• **Assignment**
The required result is every line of the records that includes "devices".

- - -

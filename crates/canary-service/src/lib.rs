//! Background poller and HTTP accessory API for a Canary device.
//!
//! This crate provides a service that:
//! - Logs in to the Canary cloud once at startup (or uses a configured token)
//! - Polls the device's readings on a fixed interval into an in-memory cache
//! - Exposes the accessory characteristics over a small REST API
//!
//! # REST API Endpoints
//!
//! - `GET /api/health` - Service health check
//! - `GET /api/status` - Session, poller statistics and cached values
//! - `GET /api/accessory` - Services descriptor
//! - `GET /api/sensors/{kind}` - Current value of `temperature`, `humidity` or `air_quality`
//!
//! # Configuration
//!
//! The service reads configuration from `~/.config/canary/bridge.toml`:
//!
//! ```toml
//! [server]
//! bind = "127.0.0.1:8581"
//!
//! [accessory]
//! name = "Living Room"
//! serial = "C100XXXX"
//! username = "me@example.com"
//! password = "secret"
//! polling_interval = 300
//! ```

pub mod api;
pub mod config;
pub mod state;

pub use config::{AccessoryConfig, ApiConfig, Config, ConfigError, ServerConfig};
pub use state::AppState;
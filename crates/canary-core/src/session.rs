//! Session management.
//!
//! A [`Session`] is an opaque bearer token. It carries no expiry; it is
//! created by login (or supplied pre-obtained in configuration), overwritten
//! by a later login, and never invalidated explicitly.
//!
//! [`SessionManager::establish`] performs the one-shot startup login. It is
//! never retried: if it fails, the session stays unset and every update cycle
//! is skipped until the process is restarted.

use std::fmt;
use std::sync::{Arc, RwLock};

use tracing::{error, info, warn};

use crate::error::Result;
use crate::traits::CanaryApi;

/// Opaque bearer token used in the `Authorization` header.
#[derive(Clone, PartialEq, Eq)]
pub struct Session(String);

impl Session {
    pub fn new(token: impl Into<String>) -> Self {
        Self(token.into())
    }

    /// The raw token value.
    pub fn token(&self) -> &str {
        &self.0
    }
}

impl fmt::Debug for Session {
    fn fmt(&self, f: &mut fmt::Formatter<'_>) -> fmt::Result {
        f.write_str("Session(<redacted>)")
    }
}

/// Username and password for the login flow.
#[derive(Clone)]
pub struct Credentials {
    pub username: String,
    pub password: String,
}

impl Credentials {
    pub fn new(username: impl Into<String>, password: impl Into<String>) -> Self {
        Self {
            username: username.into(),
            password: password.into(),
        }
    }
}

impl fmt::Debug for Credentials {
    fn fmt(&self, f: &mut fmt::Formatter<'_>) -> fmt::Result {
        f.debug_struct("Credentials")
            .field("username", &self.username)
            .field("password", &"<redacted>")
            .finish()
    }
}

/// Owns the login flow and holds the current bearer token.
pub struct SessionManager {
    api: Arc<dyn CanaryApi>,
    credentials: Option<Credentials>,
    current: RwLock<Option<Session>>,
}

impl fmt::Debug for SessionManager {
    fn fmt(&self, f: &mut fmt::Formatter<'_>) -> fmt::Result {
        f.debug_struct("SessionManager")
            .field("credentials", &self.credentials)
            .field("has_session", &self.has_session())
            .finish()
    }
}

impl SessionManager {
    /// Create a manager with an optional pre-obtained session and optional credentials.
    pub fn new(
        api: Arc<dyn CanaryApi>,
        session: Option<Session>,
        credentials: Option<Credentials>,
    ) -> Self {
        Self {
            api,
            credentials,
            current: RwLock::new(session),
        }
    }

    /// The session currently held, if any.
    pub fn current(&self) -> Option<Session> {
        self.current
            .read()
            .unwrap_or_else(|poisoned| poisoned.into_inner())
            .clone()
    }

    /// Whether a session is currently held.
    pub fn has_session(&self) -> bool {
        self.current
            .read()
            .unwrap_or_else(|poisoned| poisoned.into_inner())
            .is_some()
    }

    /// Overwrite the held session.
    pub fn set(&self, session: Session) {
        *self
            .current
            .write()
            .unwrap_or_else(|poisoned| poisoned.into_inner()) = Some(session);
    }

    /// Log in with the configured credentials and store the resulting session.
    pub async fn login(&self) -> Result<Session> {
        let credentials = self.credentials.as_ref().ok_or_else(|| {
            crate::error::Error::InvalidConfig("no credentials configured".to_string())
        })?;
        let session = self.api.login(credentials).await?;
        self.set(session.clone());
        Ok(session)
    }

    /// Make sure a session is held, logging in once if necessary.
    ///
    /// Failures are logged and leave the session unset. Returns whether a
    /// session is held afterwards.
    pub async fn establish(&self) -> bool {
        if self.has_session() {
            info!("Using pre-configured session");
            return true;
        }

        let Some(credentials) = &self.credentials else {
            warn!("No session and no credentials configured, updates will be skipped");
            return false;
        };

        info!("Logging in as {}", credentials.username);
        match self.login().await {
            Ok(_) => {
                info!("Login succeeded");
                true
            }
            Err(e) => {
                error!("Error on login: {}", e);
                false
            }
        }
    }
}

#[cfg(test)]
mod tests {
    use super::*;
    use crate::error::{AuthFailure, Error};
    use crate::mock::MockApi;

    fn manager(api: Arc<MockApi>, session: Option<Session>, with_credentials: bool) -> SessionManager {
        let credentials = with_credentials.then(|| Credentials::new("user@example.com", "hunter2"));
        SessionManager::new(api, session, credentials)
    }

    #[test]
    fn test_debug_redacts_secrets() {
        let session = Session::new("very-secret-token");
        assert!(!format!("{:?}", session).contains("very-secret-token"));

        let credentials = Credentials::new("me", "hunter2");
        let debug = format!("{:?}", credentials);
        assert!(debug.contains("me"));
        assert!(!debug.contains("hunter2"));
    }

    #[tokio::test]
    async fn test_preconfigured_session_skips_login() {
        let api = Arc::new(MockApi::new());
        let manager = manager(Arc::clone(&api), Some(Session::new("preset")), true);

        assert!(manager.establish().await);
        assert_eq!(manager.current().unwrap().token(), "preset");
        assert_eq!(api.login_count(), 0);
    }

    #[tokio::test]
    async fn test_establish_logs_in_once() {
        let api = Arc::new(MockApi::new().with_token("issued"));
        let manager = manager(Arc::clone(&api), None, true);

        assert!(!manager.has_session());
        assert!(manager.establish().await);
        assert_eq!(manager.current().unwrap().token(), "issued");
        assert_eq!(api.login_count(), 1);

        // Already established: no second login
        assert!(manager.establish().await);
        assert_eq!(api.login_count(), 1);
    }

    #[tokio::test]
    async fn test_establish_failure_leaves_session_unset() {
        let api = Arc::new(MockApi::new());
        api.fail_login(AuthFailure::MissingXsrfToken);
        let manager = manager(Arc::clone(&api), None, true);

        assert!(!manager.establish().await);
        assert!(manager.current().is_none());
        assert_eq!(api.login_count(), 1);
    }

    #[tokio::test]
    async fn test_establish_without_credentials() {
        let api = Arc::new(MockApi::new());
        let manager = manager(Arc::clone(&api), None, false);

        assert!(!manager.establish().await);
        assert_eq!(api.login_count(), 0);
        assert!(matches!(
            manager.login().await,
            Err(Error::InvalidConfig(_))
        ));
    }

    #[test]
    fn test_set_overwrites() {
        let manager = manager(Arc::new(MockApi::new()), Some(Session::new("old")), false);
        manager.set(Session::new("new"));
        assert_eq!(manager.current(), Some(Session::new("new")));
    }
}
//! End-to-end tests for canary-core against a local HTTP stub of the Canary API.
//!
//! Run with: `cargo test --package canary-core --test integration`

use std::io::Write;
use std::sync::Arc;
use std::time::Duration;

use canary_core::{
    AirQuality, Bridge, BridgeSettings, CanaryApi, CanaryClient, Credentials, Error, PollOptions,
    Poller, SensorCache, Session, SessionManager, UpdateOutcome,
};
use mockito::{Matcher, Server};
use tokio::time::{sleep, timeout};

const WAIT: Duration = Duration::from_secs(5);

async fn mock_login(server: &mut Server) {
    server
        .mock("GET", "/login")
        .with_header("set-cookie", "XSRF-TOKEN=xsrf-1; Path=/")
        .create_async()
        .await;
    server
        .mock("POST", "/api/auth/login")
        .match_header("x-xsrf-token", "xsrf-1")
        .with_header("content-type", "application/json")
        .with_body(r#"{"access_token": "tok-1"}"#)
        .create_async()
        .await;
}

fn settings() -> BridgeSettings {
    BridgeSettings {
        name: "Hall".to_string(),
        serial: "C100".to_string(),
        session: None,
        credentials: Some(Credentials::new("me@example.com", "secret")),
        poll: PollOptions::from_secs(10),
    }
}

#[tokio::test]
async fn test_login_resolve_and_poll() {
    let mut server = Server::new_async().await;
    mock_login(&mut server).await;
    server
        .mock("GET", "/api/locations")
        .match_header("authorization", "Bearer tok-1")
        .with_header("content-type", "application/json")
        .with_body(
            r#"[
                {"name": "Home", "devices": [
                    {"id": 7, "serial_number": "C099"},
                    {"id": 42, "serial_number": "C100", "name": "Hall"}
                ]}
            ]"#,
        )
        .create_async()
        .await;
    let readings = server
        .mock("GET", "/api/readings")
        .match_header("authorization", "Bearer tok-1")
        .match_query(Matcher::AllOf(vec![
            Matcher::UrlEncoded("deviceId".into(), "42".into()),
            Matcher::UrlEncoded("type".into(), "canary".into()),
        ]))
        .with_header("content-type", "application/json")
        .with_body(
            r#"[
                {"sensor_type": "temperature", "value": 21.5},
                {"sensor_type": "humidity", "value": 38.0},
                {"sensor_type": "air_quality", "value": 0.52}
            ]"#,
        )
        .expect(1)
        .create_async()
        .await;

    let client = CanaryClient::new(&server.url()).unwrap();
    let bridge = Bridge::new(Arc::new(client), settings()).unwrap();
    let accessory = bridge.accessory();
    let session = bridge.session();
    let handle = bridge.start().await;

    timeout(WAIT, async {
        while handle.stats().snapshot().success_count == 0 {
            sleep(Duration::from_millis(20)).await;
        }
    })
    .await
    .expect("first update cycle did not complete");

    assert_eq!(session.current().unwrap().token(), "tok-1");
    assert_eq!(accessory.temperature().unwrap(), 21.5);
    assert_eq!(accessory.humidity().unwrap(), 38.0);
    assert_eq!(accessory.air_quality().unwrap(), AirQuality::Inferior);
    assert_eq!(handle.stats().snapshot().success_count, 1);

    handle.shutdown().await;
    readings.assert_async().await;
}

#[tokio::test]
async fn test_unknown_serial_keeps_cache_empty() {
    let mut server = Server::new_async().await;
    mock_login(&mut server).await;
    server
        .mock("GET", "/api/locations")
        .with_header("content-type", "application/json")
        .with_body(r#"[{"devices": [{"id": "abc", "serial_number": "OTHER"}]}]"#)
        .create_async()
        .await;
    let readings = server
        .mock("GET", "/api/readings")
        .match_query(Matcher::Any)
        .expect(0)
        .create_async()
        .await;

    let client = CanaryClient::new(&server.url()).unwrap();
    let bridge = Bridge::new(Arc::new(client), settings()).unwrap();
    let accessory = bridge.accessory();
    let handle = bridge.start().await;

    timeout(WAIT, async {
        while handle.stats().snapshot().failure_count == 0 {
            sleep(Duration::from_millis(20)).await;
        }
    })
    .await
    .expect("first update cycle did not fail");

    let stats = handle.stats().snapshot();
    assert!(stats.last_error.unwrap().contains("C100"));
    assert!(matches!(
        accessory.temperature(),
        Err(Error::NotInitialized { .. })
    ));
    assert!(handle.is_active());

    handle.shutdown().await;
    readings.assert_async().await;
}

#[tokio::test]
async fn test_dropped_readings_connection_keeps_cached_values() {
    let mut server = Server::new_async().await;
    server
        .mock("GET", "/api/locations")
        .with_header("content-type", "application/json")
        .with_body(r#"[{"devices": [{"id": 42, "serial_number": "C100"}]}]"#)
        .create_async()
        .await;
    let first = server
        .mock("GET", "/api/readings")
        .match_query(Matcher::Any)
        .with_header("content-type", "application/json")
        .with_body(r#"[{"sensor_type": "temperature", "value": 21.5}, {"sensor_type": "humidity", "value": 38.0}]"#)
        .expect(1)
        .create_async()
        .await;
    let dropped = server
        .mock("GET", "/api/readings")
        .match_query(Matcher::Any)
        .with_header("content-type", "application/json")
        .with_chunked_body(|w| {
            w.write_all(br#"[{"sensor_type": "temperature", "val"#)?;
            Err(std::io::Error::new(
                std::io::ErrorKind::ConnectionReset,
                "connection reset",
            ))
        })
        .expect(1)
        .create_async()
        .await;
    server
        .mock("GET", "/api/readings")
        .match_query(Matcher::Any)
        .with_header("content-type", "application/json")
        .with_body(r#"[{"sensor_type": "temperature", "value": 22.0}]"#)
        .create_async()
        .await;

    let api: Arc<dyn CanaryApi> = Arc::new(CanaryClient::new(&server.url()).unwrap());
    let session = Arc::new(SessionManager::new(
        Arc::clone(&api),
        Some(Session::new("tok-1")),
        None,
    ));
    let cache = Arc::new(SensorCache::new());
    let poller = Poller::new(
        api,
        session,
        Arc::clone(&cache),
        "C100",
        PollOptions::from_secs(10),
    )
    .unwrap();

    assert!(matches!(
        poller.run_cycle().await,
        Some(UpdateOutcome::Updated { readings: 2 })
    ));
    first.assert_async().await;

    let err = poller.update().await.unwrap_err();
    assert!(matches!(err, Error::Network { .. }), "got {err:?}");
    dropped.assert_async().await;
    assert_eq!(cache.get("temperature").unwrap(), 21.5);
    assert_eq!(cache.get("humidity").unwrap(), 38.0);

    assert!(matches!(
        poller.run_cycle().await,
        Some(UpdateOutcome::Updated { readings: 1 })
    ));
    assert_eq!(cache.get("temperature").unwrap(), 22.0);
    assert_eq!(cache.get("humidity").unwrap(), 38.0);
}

- - -

• **Result for this exercise**
                {"name": "Home", "devices": [
        .with_body(r#"[{"devices": [{"id": "abc", "serial_number": "OTHER"}]}]"#)
        .with_body(r#"[{"devices": [{"id": 42, "serial_number": "C100"}]}]"#)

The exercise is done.